SUPPLIED MATERIAL START
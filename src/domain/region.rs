use std::{collections::HashSet, fmt};

/// States and union territories offered by the myscheme.gov.in state facet.
/// Order matters: ties in fuzzy matching go to the earlier entry.
pub const VALID_REGIONS: [&str; 36] = [
    "Andhra Pradesh",
    "Arunachal Pradesh",
    "Assam",
    "Bihar",
    "Chhattisgarh",
    "Goa",
    "Gujarat",
    "Haryana",
    "Himachal Pradesh",
    "Jharkhand",
    "Karnataka",
    "Kerala",
    "Madhya Pradesh",
    "Maharashtra",
    "Manipur",
    "Meghalaya",
    "Mizoram",
    "Nagaland",
    "Odisha",
    "Punjab",
    "Rajasthan",
    "Sikkim",
    "Tamil Nadu",
    "Telangana",
    "Tripura",
    "Uttar Pradesh",
    "Uttarakhand",
    "West Bengal",
    "Andaman and Nicobar Islands",
    "Chandigarh",
    "Dadra and Nagar Haveli and Daman and Diu",
    "Delhi",
    "Jammu and Kashmir",
    "Ladakh",
    "Lakshadweep",
    "Puducherry",
];

#[derive(Debug, Clone, PartialEq, Eq)]
pub enum RegionName {
    Known(&'static str),
    /// Input that matched nothing, passed through untouched.
    Unrecognised(String),
}

impl RegionName {
    pub fn as_str(&self) -> &str {
        match self {
            RegionName::Known(name) => name,
            RegionName::Unrecognised(raw) => raw,
        }
    }

    pub fn is_known(&self) -> bool {
        matches!(self, RegionName::Known(_))
    }
}

impl fmt::Display for RegionName {
    fn fmt(&self, f: &mut fmt::Formatter<'_>) -> fmt::Result {
        f.write_str(self.as_str())
    }
}

/// Maps free-form state input onto [`VALID_REGIONS`]. Never fails.
///
/// 1. Exact match ignoring case and whitespace ("tamilnadu" == "Tamil Nadu").
/// 2. Otherwise the region sharing the most lowercase words with the input.
/// 3. Otherwise the input is returned as [`RegionName::Unrecognised`].
pub fn normalize(input: &str) -> RegionName {
    let cleaned = input.trim().to_lowercase();
    let squashed = squash(&cleaned);

    if let Some(region) = VALID_REGIONS
        .into_iter()
        .find(|region| region.to_lowercase() == cleaned || squash(region) == squashed)
    {
        log::debug!("Exact region match for '{}': {}", input, region);
        return RegionName::Known(region);
    }

    let input_parts: HashSet<&str> = cleaned.split_whitespace().collect();
    let mut best_match = None;
    let mut max_matches = 0;

    for region in VALID_REGIONS {
        let region_lower = region.to_lowercase();
        let matches = region_lower
            .split_whitespace()
            .collect::<HashSet<&str>>()
            .intersection(&input_parts)
            .count();
        if matches > max_matches {
            max_matches = matches;
            best_match = Some(region);
        }
    }

    match best_match {
        Some(region) => {
            log::info!("Auto-corrected region '{}' to '{}'", input, region);
            RegionName::Known(region)
        }
        None => {
            log::warn!("No region match for '{}', using original", input);
            RegionName::Unrecognised(input.to_string())
        }
    }
}

fn squash(value: &str) -> String {
    value
        .chars()
        .filter(|c| !c.is_whitespace())
        .flat_map(char::to_lowercase)
        .collect()
}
SUPPLIED MATERIAL END
### REQUIRED WORK
Review the preceding data and report every line that includes the string "cleaned".

### EXERCISE SOLUTION
    let cleaned = input.trim().to_lowercase();
    let squashed = squash(&cleaned);
        .find(|region| region.to_lowercase() == cleaned || squash(region) == squashed)
    let input_parts: HashSet<&str> = cleaned.split_whitespace().collect();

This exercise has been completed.